Rather than duplicate effort and make life difficult, you can disable NAT and DHCP and enable bridging to the wire. Turn off DHCP under DHCP Functions (as we saw earlier), and check the Act as transparent bridge (no NAT) under the Bridging Functions tab. When the AirPort is operating in this mode, all traffic destined for your wireless clients that happens on the wire gets broadcast over wireless, and vice versa.
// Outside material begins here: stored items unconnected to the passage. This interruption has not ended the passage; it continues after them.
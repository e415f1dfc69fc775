//! The seam between the session registry and the audio engine.

use std::path::Path;

use audio_player::{Completion, Engine, Source, StartError, VoiceHandle, VoiceRequest};
use audioserver_proto::{PlayRequest, PlaySource};

/// Operations the registry needs from an audio engine.
///
/// `start` returns once playback has begun; the [`Completion`] fires on natural
/// end-of-stream and never fires for a voice released through `stop`.
pub trait AudioEngine: Send + Sync + 'static {
    type Handle: Send + 'static;

    fn start(&self, request: &PlayRequest) -> Result<(Self::Handle, Completion), StartError>;
    fn pause(&self, handle: &Self::Handle);
    fn resume(&self, handle: &Self::Handle);
    fn stop(&self, handle: Self::Handle);
}

impl AudioEngine for Engine {
    type Handle = VoiceHandle;

    fn start(&self, request: &PlayRequest) -> Result<(VoiceHandle, Completion), StartError> {
        let source = match request.source() {
            Some(PlaySource::Path(path)) => Source::File(Path::new(path)),
            Some(PlaySource::Data(bytes)) => Source::Gzip(bytes),
            None => return Err(StartError::SourceUnavailable("no audio data provided".to_string())),
        };
        self.play(&VoiceRequest {
            format: &request.format,
            source,
            gain_exponent: request.volume,
            looping: request.looping,
        })
    }

    fn pause(&self, handle: &VoiceHandle) {
        if !Engine::pause(self, handle) {
            tracing::debug!(voice = handle.key(), "pause: voice already ended");
        }
    }

    fn resume(&self, handle: &VoiceHandle) {
        if !Engine::resume(self, handle) {
            tracing::debug!(voice = handle.key(), "resume: voice already ended");
        }
    }

    fn stop(&self, handle: VoiceHandle) {
        let key = handle.key();
        if !Engine::stop(self, handle) {
            tracing::debug!(voice = key, "stop: voice already ended");
        }
    }
}

#[cfg(test)]
pub(crate) mod fake {
    //! Scriptable in-memory engine for registry and dispatcher tests.

    use std::collections::HashMap;
    use std::sync::atomic::{AtomicU64, Ordering};
    use std::sync::{Mutex, MutexGuard};

    use audio_player::{Completion, CompletionSignal, StartError};
    use audioserver_proto::{PlayRequest, SessionId};
    use crossbeam_channel::Receiver;

    use super::AudioEngine;

    #[derive(Clone, Debug, PartialEq, Eq)]
    pub(crate) enum Call {
        Start { voice: u64, id: SessionId },
        Pause(u64),
        Resume(u64),
        Stop(u64),
    }

    #[derive(Debug)]
    pub(crate) struct FakeHandle(pub u64);

    #[derive(Default)]
    pub(crate) struct FakeEngine {
        next_voice: AtomicU64,
        calls: Mutex<Vec<Call>>,
        signals: Mutex<HashMap<u64, CompletionSignal>>,
        fail_next: Mutex<Option<StartError>>,
        gate: Mutex<Option<Receiver<()>>>,
    }

    fn lock<T>(m: &Mutex<T>) -> MutexGuard<'_, T> {
        m.lock().unwrap_or_else(|e| e.into_inner())
    }

    impl FakeEngine {
        pub(crate) fn calls(&self) -> Vec<Call> {
            lock(&self.calls).clone()
        }

        /// Make the next `start` fail with `err`.
        pub(crate) fn fail_next(&self, err: StartError) {
            *lock(&self.fail_next) = Some(err);
        }

        /// Make the next `start` block until `gate` yields or disconnects.
        pub(crate) fn gate_next(&self, gate: Receiver<()>) {
            *lock(&self.gate) = Some(gate);
        }

        /// Simulate natural end-of-stream for `voice`.
        pub(crate) fn finish(&self, voice: u64) -> bool {
            match lock(&self.signals).remove(&voice) {
                Some(signal) => {
                    signal.notify();
                    true
                }
                None => false,
            }
        }

        pub(crate) fn live_voices(&self) -> usize {
            lock(&self.signals).len()
        }

        /// Voice number of the most recent successful start for `id`.
        pub(crate) fn voice_for(&self, id: SessionId) -> Option<u64> {
            lock(&self.calls).iter().rev().find_map(|c| match c {
                Call::Start { voice, id: started } if *started == id => Some(*voice),
                _ => None,
            })
        }
    }

    impl AudioEngine for FakeEngine {
        type Handle = FakeHandle;

        fn start(&self, request: &PlayRequest) -> Result<(FakeHandle, Completion), StartError> {
            let gate = lock(&self.gate).take();
            if let Some(gate) = gate {
                let _ = gate.recv();
            }
            if let Some(err) = lock(&self.fail_next).take() {
                return Err(err);
            }
            if request.source().is_none() {
                return Err(StartError::SourceUnavailable("no audio data provided".to_string()));
            }

            let voice = self.next_voice.fetch_add(1, Ordering::Relaxed) + 1;
            let (signal, completion) = Completion::pair();
            lock(&self.signals).insert(voice, signal);
            lock(&self.calls).push(Call::Start { voice, id: request.id });
            Ok((FakeHandle(voice), completion))
        }

        fn pause(&self, handle: &FakeHandle) {
            lock(&self.calls).push(Call::Pause(handle.0));
        }

        fn resume(&self, handle: &FakeHandle) {
            lock(&self.calls).push(Call::Resume(handle.0));
        }

        fn stop(&self, handle: FakeHandle) {
            lock(&self.signals).remove(&handle.0);
            lock(&self.calls).push(Call::Stop(handle.0));
        }
    }
}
This includes broadcast traffic (such as DHCP requests and SMB announcement traffic). Apart from wireless authentication, this makes your AirPort seem completely invisible to the rest of your network.

Once bridging is enabled, you may find it difficult to get the unit back into NAT mode. If it seems unresponsive to the Java Configurator (or Mac AirPort admin utility) while in bridging mode, there are a couple of ways to bring it back.
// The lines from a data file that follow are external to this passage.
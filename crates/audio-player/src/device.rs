//! Output device discovery and stream configuration for the mixer.

use anyhow::{Context, Result, anyhow};
use cpal::traits::{DeviceTrait, HostTrait};

/// Upper bound for a fixed device buffer. Pause/stop latency is bounded by one buffer.
const MAX_BUFFER_FRAMES: u32 = 2_048;

/// Pick the first output device whose name contains `needle` (case-insensitive),
/// or the host default device when `needle` is `None`.
pub fn pick_device(host: &cpal::Host, needle: Option<&str>) -> Result<cpal::Device> {
    let Some(needle) = needle else {
        return host
            .default_output_device()
            .ok_or_else(|| anyhow!("No default output device"));
    };

    host.output_devices()
        .context("No output devices")?
        .find(|d| {
            d.description()
                .map(|desc| matches_device_name(&desc.name(), needle))
                .unwrap_or(false)
        })
        .ok_or_else(|| anyhow!("No output device matched: {needle}"))
}

/// Choose the output config closest to `preferred_rate`.
///
/// Ranking: a rate at or below the preference beats one above it, then higher rate wins,
/// then the better sample format (`f32` first).
pub fn pick_output_config(
    device: &cpal::Device,
    preferred_rate: u32,
) -> Result<cpal::SupportedStreamConfig> {
    device
        .supported_output_configs()
        .context("query supported output configs")?
        .map(|range| {
            let rate = clamp_rate(range.min_sample_rate(), range.max_sample_rate(), preferred_rate);
            let key = RateKey {
                at_or_below: rate <= preferred_rate,
                rate,
                format_rank: sample_format_rank(range.sample_format()),
            };
            (key, range.with_sample_rate(rate))
        })
        .max_by(|(a, _), (b, _)| a.cmp(b))
        .map(|(_, cfg)| cfg)
        .ok_or_else(|| anyhow!("No supported output configs"))
}

/// Pick a fixed stream buffer size, or `None` to let CPAL use the device default.
pub fn pick_buffer_size(config: &cpal::SupportedStreamConfig) -> Option<cpal::BufferSize> {
    match config.buffer_size() {
        cpal::SupportedBufferSize::Range { min, max } => {
            Some(cpal::BufferSize::Fixed(clamp_buffer(*min, *max)))
        }
        cpal::SupportedBufferSize::Unknown => None,
    }
}

/// Print available output devices to stdout (for `--list-devices`).
pub fn list_devices(host: &cpal::Host) -> Result<()> {
    let devices = host.output_devices().context("No output devices")?;
    for (i, d) in devices.enumerate() {
        println!("#{i}: {}", d.description()?);
    }
    Ok(())
}

#[derive(Clone, Copy, Debug, PartialEq, Eq, PartialOrd, Ord)]
struct RateKey {
    at_or_below: bool,
    rate: u32,
    // Reversed so that a lower rank compares greater.
    format_rank: std::cmp::Reverse<u8>,
}

fn clamp_rate(min: u32, max: u32, preferred: u32) -> u32 {
    preferred.clamp(min, max.max(min))
}

fn clamp_buffer(min: u32, max: u32) -> u32 {
    max.min(MAX_BUFFER_FRAMES).max(min)
}

fn sample_format_rank(format: cpal::SampleFormat) -> std::cmp::Reverse<u8> {
    let rank = match format {
        cpal::SampleFormat::F32 => 0,
        cpal::SampleFormat::I32 => 1,
        cpal::SampleFormat::I16 => 2,
        cpal::SampleFormat::U16 => 3,
        _ => 10,
    };
    std::cmp::Reverse(rank)
}

fn matches_device_name(name: &str, needle: &str) -> bool {
    let needle = needle.trim();
    if needle.is_empty() {
        return false;
    }
    name.to_lowercase().contains(&needle.to_lowercase())
}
If you have a Mac, you can do a manual reset. Push the tiny button on the bottom of the AirPort with a paper clip for about two seconds. The green center light on top will change to amber. Connect the Ethernet port on your AirPort to your Mac and run the admin utility. The software should let you restore the AirPort to the default settings. You have five minutes to do this before the amber light turns green and reverts to bridged mode.

If you’re running Linux, you can easily bring the AirPort back online using Lucent’s cliproxy utility, without needing a hard reset. Run the following commands from a Linux machine (either on the wire or associated over the wireless):

$ cliproxy
[ORiNOCO]> show accesspoints

Hostname      Eth Address    IP Address       Description
------------- -------------- ---------------- --------------------
NoCat         0030.42fa.cade      Base Station V3.64

[ORiNOCO]> configure remote public
Config loaded from

NoCat> configure terminal

NoCat(config)> no service bridging

NoCat(config)> service napt

NoCat(config)> service dhcp-server

NoCat(config)> done

NoCat> write remote public

NoCat> exit

Of course, substitute your password for publicand your IP address for the previous sample. At this point, the AirPort should reboot with NAT and DHCP enabled and bridging turned off.

If you’re running Windows and need to reset an AirPort in bridged mode, I suggest you make friends with a Mac or Linux user. You might be able to get things back to normal by doing a hard reset (holding down the reset button with a paper clip for 30 seconds while powering the unit up), but I’ve never been able to make that work. The previous two methods—using a Mac hard reset or the Linux cliproxy utility—have worked well for me in the past. I keep a copy of cliproxy handy for just this reason.

WEP, MAC Filtering, and Closed Networks

If you really want to lock down your network at the access point, you have the following tools at your disposal: WEP encryption, filtering on MAC address (the radio card’s serial number), and running a closed network. The three services are completely separate, so you don’t necessarily have to run MAC filtering anda closed network, for example. Combining all these features may not make your network completely safe from a determined miscreant, but it will discourage the vast majority of would-be network hijackers.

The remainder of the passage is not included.